[Records contained in a dataset]
====================

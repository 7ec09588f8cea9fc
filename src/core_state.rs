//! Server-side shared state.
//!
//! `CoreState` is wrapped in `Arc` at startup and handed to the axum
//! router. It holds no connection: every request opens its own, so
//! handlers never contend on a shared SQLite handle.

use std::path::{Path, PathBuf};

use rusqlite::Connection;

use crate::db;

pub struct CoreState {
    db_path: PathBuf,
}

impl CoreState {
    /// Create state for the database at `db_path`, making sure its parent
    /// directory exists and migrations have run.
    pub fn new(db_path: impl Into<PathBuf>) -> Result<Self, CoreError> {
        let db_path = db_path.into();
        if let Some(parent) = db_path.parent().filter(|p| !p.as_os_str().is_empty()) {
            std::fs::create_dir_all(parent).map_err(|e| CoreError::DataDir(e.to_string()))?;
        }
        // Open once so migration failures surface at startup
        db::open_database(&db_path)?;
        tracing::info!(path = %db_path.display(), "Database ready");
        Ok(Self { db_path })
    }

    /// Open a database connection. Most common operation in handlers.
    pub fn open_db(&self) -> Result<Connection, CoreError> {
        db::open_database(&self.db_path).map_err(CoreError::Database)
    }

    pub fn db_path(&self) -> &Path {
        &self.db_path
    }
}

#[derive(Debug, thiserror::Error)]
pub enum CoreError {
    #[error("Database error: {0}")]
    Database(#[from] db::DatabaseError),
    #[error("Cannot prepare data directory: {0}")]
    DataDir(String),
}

====================

◆ Task item
From the records above, extract every line exactly as it stands.

◆ Finished task
repository 7ec09588f8cea9fc
filename src/core_state.rs
//! Server-side shared state.
//!
//! `CoreState` is wrapped in `Arc` at startup and handed to the axum
//! router. It holds no connection: every request opens its own, so
//! handlers never contend on a shared SQLite handle.

use std::path::{Path, PathBuf};

use rusqlite::Connection;

use crate::db;

pub struct CoreState {
    db_path: PathBuf,
}

impl CoreState {
    /// Create state for the database at `db_path`, making sure its parent
    /// directory exists and migrations have run.
    pub fn new(db_path: impl Into<PathBuf>) -> Result<Self, CoreError> {
        let db_path = db_path.into();
        if let Some(parent) = db_path.parent().filter(|p| !p.as_os_str().is_empty()) {
            std::fs::create_dir_all(parent).map_err(|e| CoreError::DataDir(e.to_string()))?;
        }
        // Open once so migration failures surface at startup
        db::open_database(&db_path)?;
        tracing::info!(path = %db_path.display(), "Database ready");
        Ok(Self { db_path })
    }

    /// Open a database connection. Most common operation in handlers.
    pub fn open_db(&self) -> Result<Connection, CoreError> {
        db::open_database(&self.db_path).map_err(CoreError::Database)
    }

    pub fn db_path(&self) -> &Path {
        &self.db_path
    }
}

#[derive(Debug, thiserror::Error)]
pub enum CoreError {
    #[error("Database error: {0}")]
    Database(#[from] db::DatabaseError),
    #[error("Cannot prepare data directory: {0}")]
    DataDir(String),
}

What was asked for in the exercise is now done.